Alice – Si. En fait, vous auriez un peu cette tête-là.

Tom – Alors comment vous savez que ce n’est pas moi qui ait volé cet argent ?

Alice – Parce que cet argent, c’est le mien. Je croyais qu’il avait disparu. J’en ai parlé à ma copine, Cécile, qui en a parlé à Vincent. Mais je viens de retrouver mon fric dans la doublure de mon sac.

Tom – D’accord. Alors en somme, c’est grâce à vous si on m’a jeté dehors comme un voleur.

Alice – Je ne savais pas que ma copine en parlerait à Vincent. Et que ça ferait toute une histoire. C’est un peu pour ça que je suis partie, d’ailleurs. J’étais très mal à l’aise…

Tom – Et moi donc.

Alice – Je suis vraiment désolée.

Tom – Ouais.

Alice – Tenez, si un taxi finit par arriver, je vous invite à le prendre avec moi. Je vous déposerai, et c’est moi qui paierai la course.

Tom – Vous ne prenez pas beaucoup de risques. Jamais aucun taxi ne viendra ici ce soir.

Alice – Alors qu’est-ce que je peux faire pour que vous me pardonniez ? Même si tout ça, ce n’est pas vraiment de ma faute…

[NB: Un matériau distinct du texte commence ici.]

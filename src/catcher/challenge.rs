use super::router::{EventRouter, Tail};
use super::state::{Lifecycle, PauseReason};
use crate::channels::traits::ChatEvent;
use crate::health;
use crate::solver::{ChallengeSolver, SolverError};
use futures_util::FutureExt;
use std::sync::Arc;
use std::time::Duration;
use tokio::time::Instant;

impl EventRouter {
    /// Detection always pauses, whatever the current pause reason.
    pub(super) fn handle_challenge(&self, event: &ChatEvent) -> Option<Tail> {
        let (generation, start_solve) = {
            let mut state = self.state.lock();
            state.stats.challenges_detected += 1;
            state.lifecycle = Lifecycle::Paused(PauseReason::Challenge);
            let start = self.services.solver.is_some() && !state.solve_in_flight;
            if start {
                state.solve_in_flight = true;
            }
            (state.generation, start)
        };
        tracing::warn!(
            account = %self.account.id,
            channel = %event.channel_id,
            "Challenge detected; session paused"
        );
        self.services
            .notifier
            .challenge_detected(&self.account.username, &event.channel_label());

        if !start_solve {
            return None;
        }
        let solver = self.services.solver.clone()?;
        let this = self.clone();
        let channel_id = event.channel_id.clone();
        Some(async move { this.solve_challenge(solver, channel_id, generation).await }.boxed())
    }

    async fn solve_challenge(
        self,
        solver: Arc<dyn ChallengeSolver>,
        channel_id: String,
        generation: u64,
    ) {
        let started = Instant::now();
        let outcome = tokio::time::timeout(self.services.solver_timeout, solver.solve(&self.account))
            .await
            .unwrap_or(Err(SolverError::Timeout));

        let current = {
            let mut state = self.state.lock();
            if state.generation == generation {
                state.solve_in_flight = false;
            }
            state.is_current(generation)
        };

        let payload = match outcome {
            Ok(payload) => {
                health::mark_component_ok(health::SOLVER);
                payload
            }
            Err(e) => {
                health::mark_component_error(health::SOLVER, &e);
                tracing::warn!(account = %self.account.id, "Challenge not solved; session stays paused: {e}");
                return;
            }
        };
        if !current {
            tracing::debug!(account = %self.account.id, "Session stopped while solving; bypass dropped");
            return;
        }

        if let Err(e) = self.channel.send(&channel_id, &payload).await {
            tracing::warn!(account = %self.account.id, "Bypass payload could not be sent: {e}");
            return;
        }
        let elapsed = started.elapsed();

        let grace = Duration::from_millis(self.services.catching.challenge_resume_grace_ms);
        tokio::time::sleep(grace).await;

        let resumed = {
            let mut state = self.state.lock();
            let waiting = state.generation == generation
                && state.lifecycle == Lifecycle::Paused(PauseReason::Challenge);
            if waiting {
                state.lifecycle = Lifecycle::Active;
            }
            waiting
        };
        tracing::info!(
            account = %self.account.id,
            solver = solver.name(),
            elapsed_ms = elapsed.as_millis(),
            resumed,
            "Challenge solved"
        );
        self.services
            .notifier
            .challenge_solved(&self.account.username, solver.name(), elapsed);
    }
}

Tom – Crier au voleur parce que vous ne retrouvez pas votre argent… et laisser accuser un innocent.

Alice – Bon, ce n’est pas l’affaire Dreyfus, non plus. Je n’ai accusé personne, c’est ma copine qui…

Tom – J’ai vu la haine dans leurs regards, je vous assure. Ils auraient pu me lyncher…

Alice – Vous êtes sûr que vous n’en faites pas un peu trop, là ?

Tom – OK, il y a une chose que vous pourriez faire pour que je vous pardonne.

Alice – Dites toujours…

Tom – Accordez-moi cette danse.

Alice – Pardon ?

Tom – Tout à l’heure, je vous ai invitée à danser, et vous avez refusé. Accordez-moi cette danse.

Alice – Ici ? À une station de taxis ?

Tom – On n’a rien de très urgent à faire, non ?

Alice – Il n’y a même pas de musique !

Tom – J’en ai, sur mon téléphone portable. Vous me devez bien ça, non ?

Alice hésite.

Alice – OK, mais on ne parle que de danser, on est bien d’accord.

Tom – D’accord.

Il sort son portable, met un slow très classique, pose le téléphone par terre et il ouvre les bras.

Alice – Vous êtes toujours prêt à dégainer un slow, comme ça, dès que vous rencontrez une fille à une station de taxis ?

Tom – Si vous préférez un autre morceau…

Alice – Allons-y. Après tout qu’est-ce que je risque, puisque vous n’essayez absolument pas de me draguer…

Elle accepte qu’il l’enlace et ils se mettent à danser.